*Your objective*
Work out how many lines in the records contain the word "format", and give that number alone.
===== Dataset records
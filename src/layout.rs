use anyhow::{Context, Result, anyhow, bail};
use camino::{Utf8Path, Utf8PathBuf};
use rust_embed::RustEmbed;
use serde::Deserialize;

use crate::util::fs::join_logical;

#[derive(RustEmbed)]
#[folder = "layouts"]
struct Layouts;

const DEFAULT_LAYOUT: &str = "default.toml";

/// A base path plus the ordered, `/`-separated directories to create under it.
///
/// Layouts are compiled into the binary; nothing is read from disk at runtime.
#[derive(Debug, Deserialize)]
#[serde(deny_unknown_fields)]
pub struct Layout {
    pub base: Utf8PathBuf,
    pub dirs: Vec<String>,
}

impl Layout {
    /// The layout provisioned when no overrides are given.
    pub fn builtin() -> Result<Self> {
        let file = Layouts::get(DEFAULT_LAYOUT)
            .ok_or_else(|| anyhow!("embedded layout `{}` missing", DEFAULT_LAYOUT))?;
        let raw = std::str::from_utf8(file.data.as_ref())
            .with_context(|| format!("decoding embedded layout `{}`", DEFAULT_LAYOUT))?;
        Self::parse(raw).with_context(|| format!("loading embedded layout `{}`", DEFAULT_LAYOUT))
    }

    fn parse(raw: &str) -> Result<Self> {
        let layout: Layout = toml::from_str(raw).context("parsing layout")?;
        layout.validate()?;
        Ok(layout)
    }

    fn validate(&self) -> Result<()> {
        if self.dirs.is_empty() {
            bail!("layout lists no directories");
        }
        for dir in &self.dirs {
            if dir.starts_with('/') || dir.contains('\\') {
                bail!("layout entry `{dir}` must be a relative, `/`-separated path");
            }
            if dir.split('/').any(|segment| segment == "..") {
                bail!("layout entry `{dir}` escapes the base path");
            }
        }
        Ok(())
    }

    /// Full target paths for every entry under `base`, in layout order.
    pub fn targets<'a>(&'a self, base: &'a Utf8Path) -> impl Iterator<Item = Utf8PathBuf> + 'a {
        self.dirs.iter().map(move |dir| join_logical(base, dir))
    }
}

#[cfg(test)]
mod tests {
    use super::*;

    #[test]
    fn builtin_layout_loads() {
        let layout = Layout::builtin().unwrap();
        assert_eq!(layout.base, Utf8PathBuf::from("mathquest/lib"));
        assert_eq!(layout.dirs.len(), 29);
        assert_eq!(layout.dirs.first().map(String::as_str), Some("core/constants"));
        assert_eq!(layout.dirs.last().map(String::as_str), Some("l10n"));
    }

    #[test]
    fn targets_follow_layout_order() {
        let layout = Layout::parse("base = 'x'\ndirs = ['a/b', 'a/c']\n").unwrap();
        let base = Utf8Path::new("/tmp/x");
        let targets: Vec<_> = layout.targets(base).collect();
        assert_eq!(targets, vec![base.join("a").join("b"), base.join("a").join("c")]);
    }

    #[test]
    fn rejects_parent_segments() {
        let err = Layout::parse("base = 'x'\ndirs = ['a/../b']\n").unwrap_err();
        assert!(err.to_string().contains("escapes"));
    }

    #[test]
    fn rejects_absolute_entries() {
        assert!(Layout::parse("base = 'x'\ndirs = ['/etc']\n").is_err());
    }

    #[test]
    fn rejects_empty_layout() {
        assert!(Layout::parse("base = 'x'\ndirs = []\n").is_err());
    }

    #[test]
    fn rejects_unknown_keys() {
        assert!(Layout::parse("base = 'x'\ndirs = ['a']\nfiles = ['b']\n").is_err());
    }
}
use camino::Utf8PathBuf;
use clap::Parser;

/// Top-level CLI. Every flag is optional; a bare invocation provisions the
/// built-in layout under its built-in base path.
#[derive(Parser, Debug)]
#[command(
    name = "layoutkit",
    version,
    about = "Create a fixed directory layout under a base path"
)]
pub struct Cli {
    /// Provision under this directory instead of the layout's base path.
    #[arg(short = 'C', long = "base")]
    pub base: Option<Utf8PathBuf>,
    /// Print the target directories without creating anything.
    #[arg(long = "list")]
    pub list: bool,
    #[arg(short = 'v', long = "verbose", action = clap::ArgAction::Count)]
    pub verbose: u8,
}

/// Helper entry point so `main` can stay minimal.
pub fn parse() -> Cli {
    Cli::parse()
}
==========
*Answer to this problem*
2